AIM OF THE TASK: From the material below, copy each line that holds the word "enum".

DATA FOR THIS TASK:
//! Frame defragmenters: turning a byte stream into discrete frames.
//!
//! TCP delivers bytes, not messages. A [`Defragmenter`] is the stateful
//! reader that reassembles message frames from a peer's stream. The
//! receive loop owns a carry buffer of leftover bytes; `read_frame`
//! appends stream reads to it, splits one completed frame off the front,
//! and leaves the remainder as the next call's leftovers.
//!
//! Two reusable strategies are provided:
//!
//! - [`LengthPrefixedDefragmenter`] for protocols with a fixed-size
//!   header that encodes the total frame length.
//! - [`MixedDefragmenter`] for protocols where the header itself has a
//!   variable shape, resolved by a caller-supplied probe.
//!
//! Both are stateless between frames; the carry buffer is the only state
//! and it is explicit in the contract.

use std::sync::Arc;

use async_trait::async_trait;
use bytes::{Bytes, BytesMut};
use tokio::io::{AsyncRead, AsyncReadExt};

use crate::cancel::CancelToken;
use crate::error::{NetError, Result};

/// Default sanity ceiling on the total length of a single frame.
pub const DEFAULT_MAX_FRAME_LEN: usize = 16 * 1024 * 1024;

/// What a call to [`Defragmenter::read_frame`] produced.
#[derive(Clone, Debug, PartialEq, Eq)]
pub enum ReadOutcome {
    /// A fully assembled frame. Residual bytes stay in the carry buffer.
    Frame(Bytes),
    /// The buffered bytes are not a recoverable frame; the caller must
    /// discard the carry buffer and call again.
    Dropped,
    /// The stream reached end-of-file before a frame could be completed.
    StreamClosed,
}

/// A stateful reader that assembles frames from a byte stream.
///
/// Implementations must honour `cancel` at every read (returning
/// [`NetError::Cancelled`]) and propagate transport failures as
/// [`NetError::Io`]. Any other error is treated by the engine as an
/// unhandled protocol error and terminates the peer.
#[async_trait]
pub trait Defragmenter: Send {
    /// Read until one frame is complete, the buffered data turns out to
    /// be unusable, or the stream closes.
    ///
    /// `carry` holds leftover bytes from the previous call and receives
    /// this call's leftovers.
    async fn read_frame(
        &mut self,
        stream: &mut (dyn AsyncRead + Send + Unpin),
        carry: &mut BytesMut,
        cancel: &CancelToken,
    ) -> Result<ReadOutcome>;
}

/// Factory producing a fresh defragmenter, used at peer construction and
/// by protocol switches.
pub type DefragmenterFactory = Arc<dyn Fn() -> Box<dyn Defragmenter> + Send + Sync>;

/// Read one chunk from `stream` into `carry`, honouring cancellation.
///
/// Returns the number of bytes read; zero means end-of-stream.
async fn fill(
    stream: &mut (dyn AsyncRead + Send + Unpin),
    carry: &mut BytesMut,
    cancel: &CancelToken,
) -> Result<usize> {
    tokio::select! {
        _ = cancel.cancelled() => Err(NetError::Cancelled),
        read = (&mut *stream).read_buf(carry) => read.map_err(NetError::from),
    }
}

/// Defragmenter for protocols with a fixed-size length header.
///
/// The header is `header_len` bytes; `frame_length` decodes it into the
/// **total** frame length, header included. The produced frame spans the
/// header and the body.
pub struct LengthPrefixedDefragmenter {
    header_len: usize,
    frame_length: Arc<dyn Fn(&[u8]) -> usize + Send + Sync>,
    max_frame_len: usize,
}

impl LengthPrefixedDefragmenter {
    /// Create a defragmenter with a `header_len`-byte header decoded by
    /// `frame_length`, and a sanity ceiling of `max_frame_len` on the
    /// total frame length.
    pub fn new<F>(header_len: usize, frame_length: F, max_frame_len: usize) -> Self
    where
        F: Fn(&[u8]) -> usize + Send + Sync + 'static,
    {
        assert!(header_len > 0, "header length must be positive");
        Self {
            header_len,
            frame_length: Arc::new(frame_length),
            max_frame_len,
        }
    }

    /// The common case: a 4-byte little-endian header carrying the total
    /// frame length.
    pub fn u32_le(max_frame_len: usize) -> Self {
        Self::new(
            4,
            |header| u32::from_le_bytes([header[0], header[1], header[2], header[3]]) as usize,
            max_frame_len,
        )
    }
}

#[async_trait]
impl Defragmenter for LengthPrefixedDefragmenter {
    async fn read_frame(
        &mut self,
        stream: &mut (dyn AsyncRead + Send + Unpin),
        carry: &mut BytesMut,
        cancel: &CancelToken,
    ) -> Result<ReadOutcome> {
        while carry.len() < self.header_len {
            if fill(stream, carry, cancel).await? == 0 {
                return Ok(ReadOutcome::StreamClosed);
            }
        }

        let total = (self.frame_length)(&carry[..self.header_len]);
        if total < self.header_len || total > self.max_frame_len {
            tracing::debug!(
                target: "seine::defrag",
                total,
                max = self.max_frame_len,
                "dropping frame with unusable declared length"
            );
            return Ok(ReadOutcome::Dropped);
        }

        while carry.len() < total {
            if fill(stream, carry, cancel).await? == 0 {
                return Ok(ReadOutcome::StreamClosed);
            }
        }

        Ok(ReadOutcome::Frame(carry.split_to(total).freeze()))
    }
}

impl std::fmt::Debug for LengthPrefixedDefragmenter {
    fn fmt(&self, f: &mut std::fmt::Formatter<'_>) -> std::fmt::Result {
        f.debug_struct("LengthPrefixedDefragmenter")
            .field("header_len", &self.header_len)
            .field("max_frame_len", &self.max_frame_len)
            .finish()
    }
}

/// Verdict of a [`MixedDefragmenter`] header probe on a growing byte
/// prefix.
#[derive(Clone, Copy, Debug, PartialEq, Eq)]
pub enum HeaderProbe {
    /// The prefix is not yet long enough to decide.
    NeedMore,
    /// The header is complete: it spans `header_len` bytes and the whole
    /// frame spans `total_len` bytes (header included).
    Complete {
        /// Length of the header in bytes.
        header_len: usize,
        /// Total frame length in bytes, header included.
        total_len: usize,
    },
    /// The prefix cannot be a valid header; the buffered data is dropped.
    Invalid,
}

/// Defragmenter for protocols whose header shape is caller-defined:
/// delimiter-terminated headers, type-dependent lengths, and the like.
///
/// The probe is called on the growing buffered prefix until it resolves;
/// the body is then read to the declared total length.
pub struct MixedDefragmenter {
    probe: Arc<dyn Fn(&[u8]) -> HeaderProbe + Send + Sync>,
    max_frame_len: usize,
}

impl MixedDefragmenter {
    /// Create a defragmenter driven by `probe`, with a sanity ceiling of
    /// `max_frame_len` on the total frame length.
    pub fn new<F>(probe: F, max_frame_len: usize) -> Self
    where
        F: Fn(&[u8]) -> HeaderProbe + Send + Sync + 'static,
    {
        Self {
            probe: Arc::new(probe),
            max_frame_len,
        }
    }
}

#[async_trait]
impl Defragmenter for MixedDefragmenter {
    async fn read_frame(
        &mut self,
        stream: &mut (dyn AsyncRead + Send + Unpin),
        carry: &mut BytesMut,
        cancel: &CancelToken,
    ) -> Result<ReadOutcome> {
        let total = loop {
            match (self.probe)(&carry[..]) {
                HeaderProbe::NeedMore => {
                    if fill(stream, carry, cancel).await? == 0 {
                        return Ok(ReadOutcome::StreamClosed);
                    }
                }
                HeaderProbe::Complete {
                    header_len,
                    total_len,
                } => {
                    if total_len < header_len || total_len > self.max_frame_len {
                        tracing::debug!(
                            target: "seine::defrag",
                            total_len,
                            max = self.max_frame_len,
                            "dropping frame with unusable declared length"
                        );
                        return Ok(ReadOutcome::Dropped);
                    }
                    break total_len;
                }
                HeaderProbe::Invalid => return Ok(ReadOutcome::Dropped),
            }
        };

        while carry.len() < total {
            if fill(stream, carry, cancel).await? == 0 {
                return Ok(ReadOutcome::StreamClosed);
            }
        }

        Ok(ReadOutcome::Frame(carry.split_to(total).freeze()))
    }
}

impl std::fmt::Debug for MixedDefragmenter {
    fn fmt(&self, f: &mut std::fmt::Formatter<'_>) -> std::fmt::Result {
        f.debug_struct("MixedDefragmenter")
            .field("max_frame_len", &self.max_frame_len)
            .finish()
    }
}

SOLUTION TO THIS EXERCISE:
pub enum ReadOutcome {
pub enum HeaderProbe {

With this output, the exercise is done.